Dawn of Reprisal is the second album by Malefice, released in February 2009 on Metal Blade Records. It was produced by Justin Hill and Dan Weller. The album has been compared to the work of God Forbid and Lamb of God.

==Reception==

Greg Prato, writing for AllMusic, called Dawn of Reprisal "straight-ahead, vintage metal" without "sonic experimentation", and likened the album to the metal of the early 90s.

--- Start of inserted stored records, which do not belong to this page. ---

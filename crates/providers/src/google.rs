//! Google Gemini adapter.
//!
//! Implements the Gemini `streamGenerateContent` API over SSE.
//! Auth is via an API key passed as a query parameter (`key={api_key}`).

use crate::traits::{ChatRequest, LlmProvider};
use crate::util::{from_reqwest, redact_url_key, resolve_api_key};
use serde_json::Value;
use tl_domain::config::LlmConfig;
use tl_domain::error::{Error, Result};
use tl_domain::stream::{BoxStream, StreamEvent, Usage};
use tl_domain::tool::{Message, Part, Role, ToolDefinition};

// ━━━━━━━━━━━━━━━━━━━━━━━━━━━━━━━━━━━━━━━━━━━━━━━━━━━━━━━━━━━━━━━━━━
// Adapter struct
// ━━━━━━━━━━━━━━━━━━━━━━━━━━━━━━━━━━━━━━━━━━━━━━━━━━━━━━━━━━━━━━━━━━

/// An LLM provider adapter for the Google Gemini API.
pub struct GoogleProvider {
    id: String,
    base_url: String,
    api_key: String,
    default_model: String,
    client: reqwest::Client,
}

impl GoogleProvider {
    /// Create a new provider from the `[llm]` config section.
    ///
    /// Fails when no API key can be resolved or the HTTP client cannot be
    /// built.
    pub fn from_config(cfg: &LlmConfig) -> Result<Self> {
        let api_key = resolve_api_key(&cfg.auth)?;

        let client = reqwest::Client::builder()
            .timeout(std::time::Duration::from_millis(cfg.timeout_ms))
            .build()
            .map_err(from_reqwest)?;

        Ok(Self {
            id: cfg.provider_id.clone(),
            base_url: cfg.base_url.trim_end_matches('/').to_string(),
            api_key,
            default_model: cfg.model.clone(),
            client,
        })
    }

    fn stream_url(&self, model: &str) -> String {
        let model = model.strip_prefix("models/").unwrap_or(model);
        format!(
            "{}/v1beta/models/{}:streamGenerateContent?alt=sse&key={}",
            self.base_url, model, self.api_key
        )
    }
}

// ━━━━━━━━━━━━━━━━━━━━━━━━━━━━━━━━━━━━━━━━━━━━━━━━━━━━━━━━━━━━━━━━━━
// Request serialization
// ━━━━━━━━━━━━━━━━━━━━━━━━━━━━━━━━━━━━━━━━━━━━━━━━━━━━━━━━━━━━━━━━━━

/// Build the `streamGenerateContent` request body.
pub(crate) fn build_body(req: &ChatRequest) -> Value {
    let contents: Vec<Value> = req.messages.iter().map(message_to_gemini).collect();

    let mut body = serde_json::json!({
        "contents": contents,
    });

    if let Some(system) = req.system_prompt.as_deref().filter(|s| !s.is_empty()) {
        body["systemInstruction"] = serde_json::json!({
            "parts": [{"text": system}]
        });
    }

    if !req.tools.is_empty() {
        let function_declarations: Vec<Value> = req.tools.iter().map(tool_to_gemini).collect();
        body["tools"] = serde_json::json!([{
            "functionDeclarations": function_declarations,
        }]);
    }

    let mut gen_config = serde_json::json!({
        "candidateCount": req.candidate_count.max(1),
    });
    if let Some(temp) = req.temperature {
        gen_config["temperature"] = serde_json::json!(temp);
    }
    body["generationConfig"] = gen_config;

    body
}

fn message_to_gemini(msg: &Message) -> Value {
    // Function responses travel as user-role content on the public API.
    let role = match msg.role {
        Role::User | Role::Function => "user",
        Role::Model => "model",
    };
    let parts: Vec<Value> = msg.parts.iter().map(part_to_gemini).collect();
    serde_json::json!({
        "role": role,
        "parts": parts,
    })
}

fn part_to_gemini(part: &Part) -> Value {
    match part {
        Part::Text(text) => serde_json::json!({"text": text}),
        Part::FunctionCall(call) => serde_json::json!({
            "functionCall": {
                "name": call.name,
                "args": call.args,
            }
        }),
        Part::FunctionResponse(resp) => serde_json::json!({
            "functionResponse": {
                "name": resp.name,
                "response": resp.response,
            }
        }),
    }
}

fn tool_to_gemini(tool: &ToolDefinition) -> Value {
    serde_json::json!({
        "name": tool.name,
        "description": tool.description,
        "parameters": tool.parameters,
    })
}

// ━━━━━━━━━━━━━━━━━━━━━━━━━━━━━━━━━━━━━━━━━━━━━━━━━━━━━━━━━━━━━━━━━━
// Streaming response parsing
// ━━━━━━━━━━━━━━━━━━━━━━━━━━━━━━━━━━━━━━━━━━━━━━━━━━━━━━━━━━━━━━━━━━

fn parse_gemini_usage(v: &Value) -> Option<Usage> {
    let prompt = v.get("promptTokenCount")?.as_u64()? as u32;
    let completion = v
        .get("candidatesTokenCount")
        .and_then(|v| v.as_u64())
        .unwrap_or(0) as u32;
    let total = v
        .get("totalTokenCount")
        .and_then(|v| v.as_u64())
        .unwrap_or((prompt + completion) as u64) as u32;
    Some(Usage {
        prompt_tokens: prompt,
        completion_tokens: completion,
        total_tokens: total,
    })
}

/// Stateful parser for one streamed reply.
///
/// Gemini repeats `usageMetadata` on many chunks with running totals; the
/// most recent report wins and is attached to the final `Done`.
#[derive(Default)]
pub(crate) struct GeminiStreamParser {
    last_usage: Option<Usage>,
}

impl GeminiStreamParser {
    pub(crate) fn parse(&mut self, data: &str) -> Vec<Result<StreamEvent>> {
        let mut events = Vec::new();

        let v: Value = match serde_json::from_str(data) {
            Ok(v) => v,
            Err(e) => {
                events.push(Err(Error::Json(e)));
                return events;
            }
        };

        if let Some(err) = v.get("error") {
            let message = err
                .get("message")
                .and_then(|m| m.as_str())
                .unwrap_or("unknown error")
                .to_string();
            events.push(Ok(StreamEvent::Error { message }));
            return events;
        }

        if let Some(usage) = v.get("usageMetadata").and_then(parse_gemini_usage) {
            self.last_usage = Some(usage);
        }

        let Some(candidate) = v
            .get("candidates")
            .and_then(|c| c.as_array())
            .and_then(|a| a.first())
        else {
            return events;
        };

        if let Some(parts) = candidate
            .get("content")
            .and_then(|c| c.get("parts"))
            .and_then(|p| p.as_array())
        {
            for part in parts {
                if let Some(text) = part.get("text").and_then(|v| v.as_str()) {
                    if !text.is_empty() {
                        events.push(Ok(StreamEvent::Token {
                            text: text.to_string(),
                        }));
                    }
                }
                if let Some(fc) = part.get("functionCall") {
                    let name = fc
                        .get("name")
                        .and_then(|v| v.as_str())
                        .unwrap_or("")
                        .to_string();
                    let arguments = fc
                        .get("args")
                        .cloned()
                        .unwrap_or(Value::Object(Default::default()));
                    events.push(Ok(StreamEvent::FunctionCall { name, arguments }));
                }
            }
        }

        if let Some(fr) = candidate.get("finishReason").and_then(|v| v.as_str()) {
            let finish_reason = match fr {
                "STOP" => "stop".to_string(),
                "MAX_TOKENS" => "length".to_string(),
                other => other.to_lowercase(),
            };
            events.push(Ok(StreamEvent::Done {
                usage: self.last_usage,
                finish_reason: Some(finish_reason),
            }));
        }

        events
    }
}

// ━━━━━━━━━━━━━━━━━━━━━━━━━━━━━━━━━━━━━━━━━━━━━━━━━━━━━━━━━━━━━━━━━━
// Trait implementation
// ━━━━━━━━━━━━━━━━━━━━━━━━━━━━━━━━━━━━━━━━━━━━━━━━━━━━━━━━━━━━━━━━━━

#[async_trait::async_trait]
impl LlmProvider for GoogleProvider {
    async fn chat_stream(
        &self,
        req: &ChatRequest,
    ) -> Result<BoxStream<'static, Result<StreamEvent>>> {
        let model = req.model.as_deref().unwrap_or(&self.default_model);
        let url = self.stream_url(model);
        let body = build_body(req);

        tracing::debug!(
            provider = %self.id,
            url = %redact_url_key(&url),
            messages = req.messages.len(),
            tools = req.tools.len(),
            "google stream request"
        );

        let resp = self
            .client
            .post(&url)
            .header("Content-Type", "application/json")
            .json(&body)
            .send()
            .await
            .map_err(from_reqwest)?;

        let status = resp.status();
        if !status.is_success() {
            let err_text = resp.text().await.map_err(from_reqwest)?;
            return Err(Error::Provider {
                provider: self.id.clone(),
                message: format!("HTTP {} - {}", status.as_u16(), err_text),
            });
        }

        let mut parser = GeminiStreamParser::default();
        Ok(crate::sse::sse_response_stream(resp, move |data| {
            parser.parse(data)
        }))
    }

    fn default_model(&self) -> &str {
        &self.default_model
    }

    fn provider_id(&self) -> &str {
        &self.id
    }
}

// ━━━━━━━━━━━━━━━━━━━━━━━━━━━━━━━━━━━━━━━━━━━━━━━━━━━━━━━━━━━━━━━━━━
// Tests
// ━━━━━━━━━━━━━━━━━━━━━━━━━━━━━━━━━━━━━━━━━━━━━━━━━━━━━━━━━━━━━━━━━━

#[cfg(test)]
mod tests {
    use super::*;
    use tl_domain::tool::FunctionCall;

    #[test]
    fn body_carries_history_tools_and_generation_config() {
        let mut response = serde_json::Map::new();
        response.insert("time".into(), serde_json::json!("12:00"));
        let req = ChatRequest {
            messages: vec![
                Message::user("what time is it?"),
                Message::function_call(FunctionCall {
                    name: "get_current_time".into(),
                    args: serde_json::json!({}),
                }),
                Message::function_response("get_current_time", response),
            ],
            system_prompt: Some("be brief".into()),
            tools: vec![ToolDefinition {
                name: "get_current_time".into(),
                description: "Current time".into(),
                parameters: serde_json::json!({"type": "object", "properties": {}}),
            }],
            temperature: Some(0.5),
            candidate_count: 1,
            model: None,
        };

        let body = build_body(&req);
        assert_eq!(body["systemInstruction"]["parts"][0]["text"], "be brief");
        assert_eq!(body["contents"][0]["role"], "user");
        assert_eq!(body["contents"][1]["role"], "model");
        assert_eq!(
            body["contents"][1]["parts"][0]["functionCall"]["name"],
            "get_current_time"
        );
        assert_eq!(body["contents"][2]["role"], "user");
        assert_eq!(
            body["contents"][2]["parts"][0]["functionResponse"]["response"]["time"],
            "12:00"
        );
        assert_eq!(
            body["tools"][0]["functionDeclarations"][0]["name"],
            "get_current_time"
        );
        assert_eq!(body["generationConfig"]["candidateCount"], 1);
        assert_eq!(body["generationConfig"]["temperature"], 0.5);
    }

    #[test]
    fn body_omits_tools_when_none_offered() {
        let req = ChatRequest {
            messages: vec![Message::user("hi")],
            ..Default::default()
        };
        let body = build_body(&req);
        assert!(body.get("tools").is_none());
        assert!(body.get("systemInstruction").is_none());
    }

    #[test]
    fn parser_emits_tokens_and_function_calls() {
        let mut parser = GeminiStreamParser::default();
        let events = parser.parse(
            r#"{"candidates":[{"content":{"parts":[
                {"text":"Let me check. "},
                {"functionCall":{"name":"get_current_time","args":{"timezone":"UTC"}}}
            ]}}]}"#,
        );
        assert_eq!(events.len(), 2);
        match &events[0] {
            Ok(StreamEvent::Token { text }) => assert_eq!(text, "Let me check. "),
            other => panic!("expected token, got {other:?}"),
        }
        match &events[1] {
            Ok(StreamEvent::FunctionCall { name, arguments }) => {
                assert_eq!(name, "get_current_time");
                assert_eq!(arguments["timezone"], "UTC");
            }
            other => panic!("expected function call, got {other:?}"),
        }
    }

    #[test]
    fn parser_attaches_latest_usage_to_done() {
        let mut parser = GeminiStreamParser::default();
        parser.parse(
            r#"{"candidates":[{"content":{"parts":[{"text":"4"}]}}],
                "usageMetadata":{"promptTokenCount":7,"candidatesTokenCount":1}}"#,
        );
        let events = parser.parse(
            r#"{"candidates":[{"content":{"parts":[]},"finishReason":"STOP"}]}"#,
        );
        match events.last() {
            Some(Ok(StreamEvent::Done { usage, finish_reason })) => {
                let usage = (*usage).expect("usage carried over");
                assert_eq!(usage.prompt_tokens, 7);
                assert_eq!(usage.completion_tokens, 1);
                assert_eq!(usage.total_tokens, 8);
                assert_eq!(finish_reason.as_deref(), Some("stop"));
            }
            other => panic!("expected done, got {other:?}"),
        }
    }

    #[test]
    fn parser_surfaces_inline_errors() {
        let mut parser = GeminiStreamParser::default();
        let events = parser.parse(r#"{"error":{"code":429,"message":"quota exceeded"}}"#);
        assert!(matches!(
            events.as_slice(),
            [Ok(StreamEvent::Error { message })] if message == "quota exceeded"
        ));
    }

    #[test]
    fn parser_rejects_malformed_json() {
        let mut parser = GeminiStreamParser::default();
        let events = parser.parse("{not json");
        assert!(matches!(events.as_slice(), [Err(Error::Json(_))]));
    }

    #[test]
    fn from_config_requires_a_key() {
        let mut cfg = LlmConfig::default();
        cfg.auth.key = None;
        cfg.auth.env = Some("TL_TEST_GOOGLE_KEY_NEVER_SET".into());
        assert!(matches!(
            GoogleProvider::from_config(&cfg),
            Err(Error::Auth(_))
        ));
    }

    #[test]
    fn stream_url_accepts_prefixed_model_names() {
        let mut cfg = LlmConfig::default();
        cfg.auth.key = Some("k".into());
        let p = GoogleProvider::from_config(&cfg).unwrap();
        assert_eq!(
            p.stream_url("models/gemini-2.0-flash"),
            "https://generativelanguage.googleapis.com/v1beta/models/gemini-2.0-flash:streamGenerateContent?alt=sse&key=k"
        );
    }
}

He felt that "The Midas Effect", "An Architect of Your Demise" and "End of Days" were the best songs.

Thrash Hits found the album to be technically masterful, with "bowel-loosening growls, technical guitars and insane drumwork", however, "none of the songs seem to go anywhere, leaving you slightly unfulfilled".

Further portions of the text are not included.